Enfin, l’auteur inscrit cette mobilisation dans une trajectoire historique longue, qui lie les luttes anticolonialistes du XXe siècle à la grève de 2009. Il montre que la pwofitasyon fonctionne comme un pont discursif entre passé et présent, permettant de relier les revendications salariales aux critiques de la domination postcoloniale, dans un mouvement à la fois matériel et symbolique de reconfiguration politique.
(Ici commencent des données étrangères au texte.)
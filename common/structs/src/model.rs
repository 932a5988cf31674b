//! Data model for the reserve interest-accrual core (spec §3).
//!
//! `ReserveData` is the persistent, one-per-asset record; `ReserveCache`
//! is its ephemeral stack-local snapshot; `RateParameters` is the
//! immutable per-strategy-instance configuration. None of these types
//! know how to read or write storage — that stays with the caller, per
//! spec §1's non-goals.

use common_constants::{BPS, MAX_TIMESTAMP, RAY};
use common_errors::{CoreError, CoreResult};

/// Opaque handle to an external collaborator (an aToken, a debt token, a
/// rate strategy instance, ...). Carries no protocol semantics of its own.
#[derive(Debug, Clone, PartialEq, Eq, Hash, PartialOrd, Ord)]
#[cfg_attr(feature = "serde", derive(serde::Serialize, serde::Deserialize))]
pub struct AssetId(pub String);

impl AssetId {
    pub fn new(id: impl Into<String>) -> Self {
        Self(id.into())
    }

    /// The zero-value identifier used to mean "unset" (see
    /// `ReserveData::is_initialized`).
    pub fn none() -> Self {
        Self(String::new())
    }

    pub fn is_none(&self) -> bool {
        self.0.is_empty()
    }
}

impl std::fmt::Display for AssetId {
    fn fmt(&self, f: &mut std::fmt::Formatter<'_>) -> std::fmt::Result {
        if self.0.is_empty() {
            write!(f, "<unset>")
        } else {
            write!(f, "{}", self.0)
        }
    }
}

/// Packed configuration bitmap (spec §3). Only the reserve-factor field is
/// load-bearing for this core; the remaining flags are consumed by
/// external collaborators (caps, freeze/pause, borrowing toggles) and are
/// carried here only so a host can round-trip the whole bitmap.
#[derive(Debug, Clone, Copy, PartialEq, Eq)]
#[cfg_attr(feature = "serde", derive(serde::Serialize, serde::Deserialize))]
pub struct ReserveConfiguration(u128);

const RESERVE_FACTOR_MASK: u128 = 0xFFFF;
const RESERVE_FACTOR_SHIFT: u32 = 0;
const ACTIVE_BIT: u32 = 16;
const FROZEN_BIT: u32 = 17;
const BORROWING_ENABLED_BIT: u32 = 18;
const STABLE_BORROWING_ENABLED_BIT: u32 = 19;
const PAUSED_BIT: u32 = 20;

impl ReserveConfiguration {
    pub fn new(reserve_factor_bps: u32) -> CoreResult<Self> {
        if reserve_factor_bps > BPS {
            return Err(CoreError::Overflow);
        }
        Ok(Self(reserve_factor_bps as u128))
    }

    pub fn reserve_factor_bps(&self) -> u32 {
        ((self.0 & RESERVE_FACTOR_MASK) >> RESERVE_FACTOR_SHIFT) as u32
    }

    pub fn set_reserve_factor_bps(&mut self, bps: u32) -> CoreResult<()> {
        if bps > BPS {
            return Err(CoreError::Overflow);
        }
        self.0 = (self.0 & !RESERVE_FACTOR_MASK) | (bps as u128);
        Ok(())
    }

    fn flag(&self, bit: u32) -> bool {
        (self.0 >> bit) & 1 == 1
    }

    fn set_flag(&mut self, bit: u32, value: bool) {
        if value {
            self.0 |= 1 << bit;
        } else {
            self.0 &= !(1 << bit);
        }
    }

    pub fn is_active(&self) -> bool {
        self.flag(ACTIVE_BIT)
    }
    pub fn set_active(&mut self, value: bool) {
        self.set_flag(ACTIVE_BIT, value)
    }
    pub fn is_frozen(&self) -> bool {
        self.flag(FROZEN_BIT)
    }
    pub fn set_frozen(&mut self, value: bool) {
        self.set_flag(FROZEN_BIT, value)
    }
    pub fn is_borrowing_enabled(&self) -> bool {
        self.flag(BORROWING_ENABLED_BIT)
    }
    pub fn set_borrowing_enabled(&mut self, value: bool) {
        self.set_flag(BORROWING_ENABLED_BIT, value)
    }
    pub fn is_stable_borrowing_enabled(&self) -> bool {
        self.flag(STABLE_BORROWING_ENABLED_BIT)
    }
    pub fn set_stable_borrowing_enabled(&mut self, value: bool) {
        self.set_flag(STABLE_BORROWING_ENABLED_BIT, value)
    }
    pub fn is_paused(&self) -> bool {
        self.flag(PAUSED_BIT)
    }
    pub fn set_paused(&mut self, value: bool) {
        self.set_flag(PAUSED_BIT, value)
    }

    /// Raw bitmap value, for persistence by the host.
    pub fn raw(&self) -> u128 {
        self.0
    }

    pub fn from_raw(raw: u128) -> Self {
        Self(raw)
    }
}

impl Default for ReserveConfiguration {
    fn default() -> Self {
        let mut cfg = Self(0);
        cfg.set_active(true);
        cfg
    }
}

/// Immutable parameters of one rate-strategy instance (spec §3, §4.3).
/// All fields are ray-scaled except `max_excess_usage_ratio` and
/// `max_excess_stable_to_total_debt_ratio`, which are derived at
/// construction and therefore never independently invalid.
#[derive(Debug, Clone, Copy, PartialEq, Eq)]
#[cfg_attr(feature = "serde", derive(serde::Serialize, serde::Deserialize))]
pub struct RateParameters {
    pub optimal_usage_ratio: u128,
    pub max_excess_usage_ratio: u128,
    pub optimal_stable_to_total_debt_ratio: u128,
    pub max_excess_stable_to_total_debt_ratio: u128,
    pub base_variable_borrow_rate: u128,
    pub variable_rate_slope1: u128,
    pub variable_rate_slope2: u128,
    pub stable_rate_slope1: u128,
    pub stable_rate_slope2: u128,
    pub base_stable_rate_offset: u128,
    pub stable_rate_excess_offset: u128,
}

impl RateParameters {
    /// Validates `optimal_usage_ratio` and `optimal_stable_to_total_debt_ratio`
    /// against `RAY` (spec §3: "Construction rejects parameters with
    /// `optimalUsageRatio > R` or `optimalStableToTotalDebtRatio > R`").
    #[allow(clippy::too_many_arguments)]
    pub fn new(
        optimal_usage_ratio: u128,
        optimal_stable_to_total_debt_ratio: u128,
        base_variable_borrow_rate: u128,
        variable_rate_slope1: u128,
        variable_rate_slope2: u128,
        stable_rate_slope1: u128,
        stable_rate_slope2: u128,
        base_stable_rate_offset: u128,
        stable_rate_excess_offset: u128,
    ) -> CoreResult<Self> {
        if optimal_usage_ratio > RAY {
            return Err(CoreError::InvalidOptimalUsageRatio);
        }
        if optimal_stable_to_total_debt_ratio > RAY {
            return Err(CoreError::InvalidOptimalStableToTotalDebtRatio);
        }
        Ok(Self {
            optimal_usage_ratio,
            max_excess_usage_ratio: RAY - optimal_usage_ratio,
            optimal_stable_to_total_debt_ratio,
            max_excess_stable_to_total_debt_ratio: RAY - optimal_stable_to_total_debt_ratio,
            base_variable_borrow_rate,
            variable_rate_slope1,
            variable_rate_slope2,
            stable_rate_slope1,
            stable_rate_slope2,
            base_stable_rate_offset,
            stable_rate_excess_offset,
        })
    }
}

/// Persistent, one-per-asset reserve record (spec §3).
#[derive(Debug, Clone, PartialEq, Eq)]
#[cfg_attr(feature = "serde", derive(serde::Serialize, serde::Deserialize))]
pub struct ReserveData {
    pub configuration: ReserveConfiguration,
    pub liquidity_index: u128,
    pub variable_borrow_index: u128,
    pub current_liquidity_rate: u128,
    pub current_stable_borrow_rate: u128,
    pub current_variable_borrow_rate: u128,
    pub last_update_timestamp: u64,
    pub accrued_to_treasury: u128,
    pub unbacked: u128,
    pub a_token_address: AssetId,
    pub stable_debt_token_address: AssetId,
    pub variable_debt_token_address: AssetId,
    pub interest_rate_strategy_address: AssetId,
}

impl ReserveData {
    /// An uninitialized reserve: zero indexes, no collaborator handles.
    /// `init` (reserve-core) must be called before this is usable.
    pub fn uninitialized() -> Self {
        Self {
            configuration: ReserveConfiguration::default(),
            liquidity_index: 0,
            variable_borrow_index: 0,
            current_liquidity_rate: 0,
            current_stable_borrow_rate: 0,
            current_variable_borrow_rate: 0,
            last_update_timestamp: 0,
            accrued_to_treasury: 0,
            unbacked: 0,
            a_token_address: AssetId::none(),
            stable_debt_token_address: AssetId::none(),
            variable_debt_token_address: AssetId::none(),
            interest_rate_strategy_address: AssetId::none(),
        }
    }

    pub fn is_initialized(&self) -> bool {
        !self.a_token_address.is_none()
    }

    /// Asserts `last_update_timestamp` still fits the persistent layout's
    /// 40-bit field (spec §3, §6).
    pub fn checked_timestamp(timestamp: u64) -> CoreResult<u64> {
        if timestamp > MAX_TIMESTAMP {
            return Err(CoreError::Overflow);
        }
        Ok(timestamp)
    }
}

/// Ephemeral, one-per-action snapshot of a reserve plus its debt-token
/// collaborators' state (spec §3). `curr*` fields are read once at
/// `cache()` time; `next*` fields start as copies and are mutated by
/// `updateState`, external debt-mint/burn helpers, and
/// `updateInterestRates` in turn.
#[derive(Debug, Clone, PartialEq, Eq)]
pub struct ReserveCache {
    pub reserve_configuration: ReserveConfiguration,
    pub reserve_factor_bps: u32,

    pub curr_liquidity_index: u128,
    pub next_liquidity_index: u128,
    pub curr_variable_borrow_index: u128,
    pub next_variable_borrow_index: u128,
    pub curr_liquidity_rate: u128,
    pub curr_variable_borrow_rate: u128,

    /// Balance of the underlying asset held by the aToken, read once from
    /// the `AssetToken` collaborator at `cache()` time (spec §4.3, §6).
    pub curr_a_token_balance: u128,

    pub curr_scaled_variable_debt: u128,
    pub next_scaled_variable_debt: u128,

    pub curr_principal_stable_debt: u128,
    pub curr_total_stable_debt: u128,
    pub next_total_stable_debt: u128,
    pub curr_avg_stable_borrow_rate: u128,
    pub next_avg_stable_borrow_rate: u128,
    pub stable_debt_last_update_timestamp: u64,

    pub reserve_last_update_timestamp: u64,
}

/// Observation emitted once per `updateInterestRates` call (spec §6).
#[derive(Debug, Clone, PartialEq, Eq)]
pub struct ReserveDataUpdated {
    pub reserve_address: AssetId,
    pub liquidity_rate: u128,
    pub stable_borrow_rate: u128,
    pub variable_borrow_rate: u128,
    pub liquidity_index: u128,
    pub variable_borrow_index: u128,
}

/// Inputs to the stateless rate strategy (spec §4.3).
#[derive(Debug, Clone, Copy, PartialEq, Eq)]
pub struct RateStrategyInput {
    pub unbacked: u128,
    pub liquidity_added: u128,
    pub liquidity_taken: u128,
    pub total_stable_debt: u128,
    pub total_variable_debt: u128,
    pub average_stable_borrow_rate: u128,
    pub reserve_factor_bps: u32,
    pub a_token_asset_balance: u128,
}

/// Output of the stateless rate strategy: `(supply, stable, variable)`.
#[derive(Debug, Clone, Copy, PartialEq, Eq, Default)]
pub struct RateStrategyOutput {
    pub liquidity_rate: u128,
    pub stable_borrow_rate: u128,
    pub variable_borrow_rate: u128,
}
Concepts clés définis, expliqués et historicisés
Pwofitasyon
🔹 Définition
Concept central du discours contestataire guadeloupéen et martiniquais, désignant une exploitation systémique, capitaliste et coloniale, des populations antillaises par les élites économiques et l’État français. Elle sert de cadre d’interprétation global aux revendications sociales.
🔹 Contexte historique
Popularisé par le LKP en 2008, le terme possède une longue généalogie critique. Il hérite de la critique anticolonialiste des années 1960-1970 et s’articule aux analyses marxistes et panafricaines. Sa force réside dans sa plasticité : il désigne à la fois des mécanismes économiques concrets (prix, salaires, monopoles) et une domination structurelle postcoloniale.
Plateforme de revendications
🔹 Définition
Outil stratégique de mobilisation, combinant données objectivées (statistiques, études) et formulations militantes pour produire une unité discursive et politique. La plateforme du LKP formalise les griefs des organisations syndicales en un programme commun.
🔹 Contexte historique
Les plateformes deviennent centrales dans les mobilisations des années 2000, notamment dans les mouvements altermondialistes. Dans le cas antillais, elles constituent une innovation politique locale, en ce qu’elles réussissent à fédérer des identités collectives hétérogènes autour d’un même diagnostic.
Travail de coalition
🔹 Définition
Processus par lequel plusieurs organisations aux orientations idéologiques différentes construisent un espace d’action commune, par des négociations internes, des compromis tactiques et un cadrage discursif partagé.
🔹 Contexte historique
Le travail de coalition est central dans les mobilisations complexes contemporaines. Dans le cas du LKP et du K5F, il repose sur une tradition syndicale de lutte et sur une capacité à neutraliser temporairement les antagonismes historiques pour renforcer la puissance collective face à l’État.